The gases are transferred between the organism’s internal and external environments. The transfer occurs passively (no energy required), down the concentration gradient. The transfer of gases includes the exchange of oxygen and carbon dioxide during the respiration and photosynthesis processes.

### Diffusion and solubility of gases

The diffusion rate of gasses depends on the surface area, concentration gradient, permeability and thickness of the membrane. Diffusion of gases will happen between two close surfaces. For example, this occurs between the alveoli and capillaries in the lung.

Membrane permeability: ability of substances to move passively through the membrane.

Concentration gradient: difference in the concentration of a substance between two media.

$Diffusionrate\propto \frac{Surfacearea×Concentrationgradient×Membranepermeability}{Membranethickness}$

#### Partial pressure and gas exchange

Partial pressure refers to the pressure exerted by a particular gas in the mixture of gases and is used to predict the movement of gases. The gas will move from a high partial pressure area to a lower partial pressure area because the higher the difference between the two environments’ partial pressures, the faster the movement of gases.

So why do gases move down their partial pressure gradient?

Gas will move in random directions due to heat energy and depending on what it crashes into. Gas has equal probability to move in any direction. In case of gas trapped in an enclosed space, such as a container, the spreading out is referred to as diffusion. Imagine that the molecules are on one side of the container, they will move towards the side where there are no gas molecules. This is like in normal diffusion: movement of substance from higher to lower concentration (down the gradient).

Because molecules are in a gas phase, the concentration gradient is exactly the same as partial pressure gradient (assuming that the temperature is not at a gradient). So, gas will move down the gradient i.e. down the partial pressure gradient.

### Mammalian lung in the exchange process

The trachea is a flexible airway supported by the cartilage rings, which prevents the trachea from collapsing when the air pressure inside falls while breathing in. The trachea is divided into two divisions called bronchi. Bronchi then split into a series of bronchioles ending in alveoli - minute air-sacs. The alveolar membrane is the gas exchange surface.

#### Gas exchange in the lung

When you inhale oxygen, it enters the lungs and travels to the alveoli. Cells lining alveoli and capillaries carrying blood are in close contact with each other. The barrier thickness averages to 1 micron - that’s 1/10 000 of a centimetre! Oxygen passes through the barrier into the blood in capillaries. In turn, carbon dioxide passes into the alveoli from the bloodstream and is exhaled.
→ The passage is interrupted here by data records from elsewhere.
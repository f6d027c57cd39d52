//! Discrete-time SAR contagion on a fixed contact network.
//!
//! One `run` evolves the five-state process (Susceptible, AdoptedA, AdoptedB,
//! RecoveredA, RecoveredB) synchronously: all transitions for a step are
//! decided from the state at step start and applied together at step end.

use crate::graph::Graph;
use rand::seq::index;
use rand::Rng;
use std::collections::HashSet;

/// Per-vertex compartment. The recovered states are absorbing.
#[derive(Debug, Clone, Copy, PartialEq, Eq)]
pub enum NodeState {
    Susceptible,
    AdoptedA,
    AdoptedB,
    RecoveredA,
    RecoveredB,
}

/// Whether an adopted vertex reaches every susceptible neighbor each step or
/// only those passing a per-edge draw against λ.
#[derive(Debug, Clone, Copy, PartialEq, Eq)]
pub enum TransmissionMode {
    Unconditional,
    Gated,
}

/// Peer-threshold crossing test: distinct informers strictly above the
/// threshold, or at least equal to it.
#[derive(Debug, Clone, Copy, PartialEq, Eq)]
pub enum ThresholdComparison {
    Strict,
    AtLeast,
}

/// Whether a run always walks the full horizon or stops once no adopted
/// vertex remains (the census is tail-filled either way).
#[derive(Debug, Clone, Copy, PartialEq, Eq)]
pub enum HorizonPolicy {
    FixedHorizon,
    EarlyStop,
}

/// Everything one simulation repeat needs besides the graph and the RNG.
#[derive(Debug, Clone)]
pub struct SimParams {
    /// Global influence rate: a susceptible vertex adopts with probability
    /// α · (total adopted)/n per step.
    pub alpha: f64,
    /// Peer transmission rate, used only in `TransmissionMode::Gated`.
    pub lambda: f64,
    /// Fraction of vertices assigned the low threshold.
    pub activist_fraction: f64,
    pub threshold_low: u32,
    pub threshold_high: u32,
    /// Fraction of vertices starting adopted.
    pub initial_fraction: f64,
    /// Per-step recovery probability for adopted vertices.
    pub gamma: f64,
    pub max_time: usize,
    pub transmission: TransmissionMode,
    pub comparison: ThresholdComparison,
    pub horizon: HorizonPolicy,
}

/// Population counts per time step, exactly `max_time + 1` rows after a run.
/// Every row sums to n.
#[derive(Debug, Clone)]
pub struct Census {
    pub susceptible: Vec<u32>,
    pub adopted_a: Vec<u32>,
    pub adopted_b: Vec<u32>,
    pub recovered_a: Vec<u32>,
    pub recovered_b: Vec<u32>,
}

impl Census {
    fn with_capacity(cap: usize) -> Self {
        Self {
            susceptible: Vec::with_capacity(cap),
            adopted_a: Vec::with_capacity(cap),
            adopted_b: Vec::with_capacity(cap),
            recovered_a: Vec::with_capacity(cap),
            recovered_b: Vec::with_capacity(cap),
        }
    }

    fn push_row(&mut self, s: u32, aa: u32, ab: u32, ra: u32, rb: u32) {
        self.susceptible.push(s);
        self.adopted_a.push(aa);
        self.adopted_b.push(ab);
        self.recovered_a.push(ra);
        self.recovered_b.push(rb);
    }

    /// Number of recorded time steps (rows).
    pub fn len(&self) -> usize {
        self.susceptible.len()
    }

    pub fn is_empty(&self) -> bool {
        self.susceptible.is_empty()
    }

    /// Row `t` as (S, AA, AB, RA, RB).
    pub fn row(&self, t: usize) -> (u32, u32, u32, u32, u32) {
        (
            self.susceptible[t],
            self.adopted_a[t],
            self.adopted_b[t],
            self.recovered_a[t],
            self.recovered_b[t],
        )
    }

    fn replicate_last_until(&mut self, rows: usize) {
        while self.len() < rows {
            let t = self.len() - 1;
            let (s, aa, ab, ra, rb) = self.row(t);
            self.push_row(s, aa, ab, ra, rb);
        }
    }
}

#[inline]
fn crossed(count: u32, threshold: u32, cmp: ThresholdComparison) -> bool {
    match cmp {
        ThresholdComparison::Strict => count > threshold,
        ThresholdComparison::AtLeast => count >= threshold,
    }
}

/// One stochastic run of the contagion over `graph`.
///
/// Initialization draws ⌊p·n⌋ activists (threshold_low) and, independently,
/// ⌊ρ·n⌋ initial adopters, each adopting A or B according to its own
/// threshold class. The per-vertex informer sets accumulate distinct adopted
/// neighbors and are never reset within the run.
pub fn run(graph: &Graph, params: &SimParams, rng: &mut impl Rng) -> Census {
    let n = graph.n();

    let mut thresholds = vec![params.threshold_high; n];
    let n_activists = (params.activist_fraction * n as f64) as usize;
    for i in index::sample(rng, n, n_activists) {
        thresholds[i] = params.threshold_low;
    }

    let mut states = vec![NodeState::Susceptible; n];
    let mut adopted_a = 0u32;
    let mut adopted_b = 0u32;
    let n_initial = (params.initial_fraction * n as f64) as usize;
    for i in index::sample(rng, n, n_initial) {
        if thresholds[i] == params.threshold_low {
            states[i] = NodeState::AdoptedA;
            adopted_a += 1;
        } else {
            states[i] = NodeState::AdoptedB;
            adopted_b += 1;
        }
    }

    let mut informed: Vec<HashSet<u32>> = vec![HashSet::new(); n];

    let mut census = Census::with_capacity(params.max_time + 1);
    census.push_row(n as u32 - adopted_a - adopted_b, adopted_a, adopted_b, 0, 0);

    // Pending transition sets, rebuilt each step. A vertex queued by both the
    // global-field and the peer path lands in the same set, so application is
    // idempotent by construction.
    let mut to_a: HashSet<u32> = HashSet::new();
    let mut to_b: HashSet<u32> = HashSet::new();
    let mut to_ra: HashSet<u32> = HashSet::new();
    let mut to_rb: HashSet<u32> = HashSet::new();

    for _ in 0..params.max_time {
        if params.horizon == HorizonPolicy::EarlyStop && adopted_a == 0 && adopted_b == 0 {
            break;
        }

        to_a.clear();
        to_b.clear();
        to_ra.clear();
        to_rb.clear();

        let total_adopted = adopted_a + adopted_b;
        let field = params.alpha * total_adopted as f64 / n as f64;

        for node in 0..n {
            match states[node] {
                NodeState::Susceptible => {
                    if rng.gen::<f64>() < field {
                        if thresholds[node] == params.threshold_low {
                            to_a.insert(node as u32);
                        } else {
                            to_b.insert(node as u32);
                        }
                    }
                }
                NodeState::AdoptedA | NodeState::AdoptedB => {
                    for &nb in graph.neighbors(node) {
                        let nb = nb as usize;
                        if states[nb] != NodeState::Susceptible {
                            continue;
                        }
                        if params.transmission == TransmissionMode::Gated
                            && rng.gen::<f64>() >= params.lambda
                        {
                            continue;
                        }
                        informed[nb].insert(node as u32);
                        if crossed(informed[nb].len() as u32, thresholds[nb], params.comparison) {
                            if thresholds[nb] == params.threshold_low {
                                to_a.insert(nb as u32);
                            } else {
                                to_b.insert(nb as u32);
                            }
                        }
                    }
                    if rng.gen::<f64>() < params.gamma {
                        if states[node] == NodeState::AdoptedA {
                            to_ra.insert(node as u32);
                        } else {
                            to_rb.insert(node as u32);
                        }
                    }
                }
                NodeState::RecoveredA | NodeState::RecoveredB => {}
            }
        }

        for &v in &to_a {
            states[v as usize] = NodeState::AdoptedA;
        }
        for &v in &to_b {
            states[v as usize] = NodeState::AdoptedB;
        }
        for &v in &to_ra {
            states[v as usize] = NodeState::RecoveredA;
        }
        for &v in &to_rb {
            states[v as usize] = NodeState::RecoveredB;
        }

        adopted_a = adopted_a + to_a.len() as u32 - to_ra.len() as u32;
        adopted_b = adopted_b + to_b.len() as u32 - to_rb.len() as u32;

        let t = census.len() - 1;
        let (s, _, _, ra, rb) = census.row(t);
        census.push_row(
            s - to_a.len() as u32 - to_b.len() as u32,
            adopted_a,
            adopted_b,
            ra + to_ra.len() as u32,
            rb + to_rb.len() as u32,
        );
    }

    census.replicate_last_until(params.max_time + 1);
    census
}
Oxygen travels from the lungs to the pulmonary veins, which take oxygen to the left side of the heart, where it is pumped to the rest of the body. Deoxygenated blood returns to the right side of the heart and is pumped through the pulmonary artery back to the lungs.

Fig. 1 - The human gas exchange system

1. Large surface area - larger area allows for more effective gas exchange.
2. Alveoli walls are only one cell thick - this means they are in extremely close contact with the capillaries.
3. The alveolar walls are moist - the layer of moisture allows the gases to dissolve more quickly.
4. Alveoli have a good blood supply - due to close contact with capillaries making the gas exchange quicker and more efficient.

Fig. 2 - Movement of gases between alveoli and capillaries

#### Gas exchange process in single-celled organisms

Single-celled organisms have a large surface-to-volume ratio allowing efficient diffusion of gasses. Oxygen diffuses into the cell, and carbon dioxide leaves the cell, followed by respiration. The membrane is entirely permeable to facilitate this exchange. The distance between the internal and the external environments is small enough, and the surface area is large enough for the cell’s needs. No specialised structures are required for the gas exchange.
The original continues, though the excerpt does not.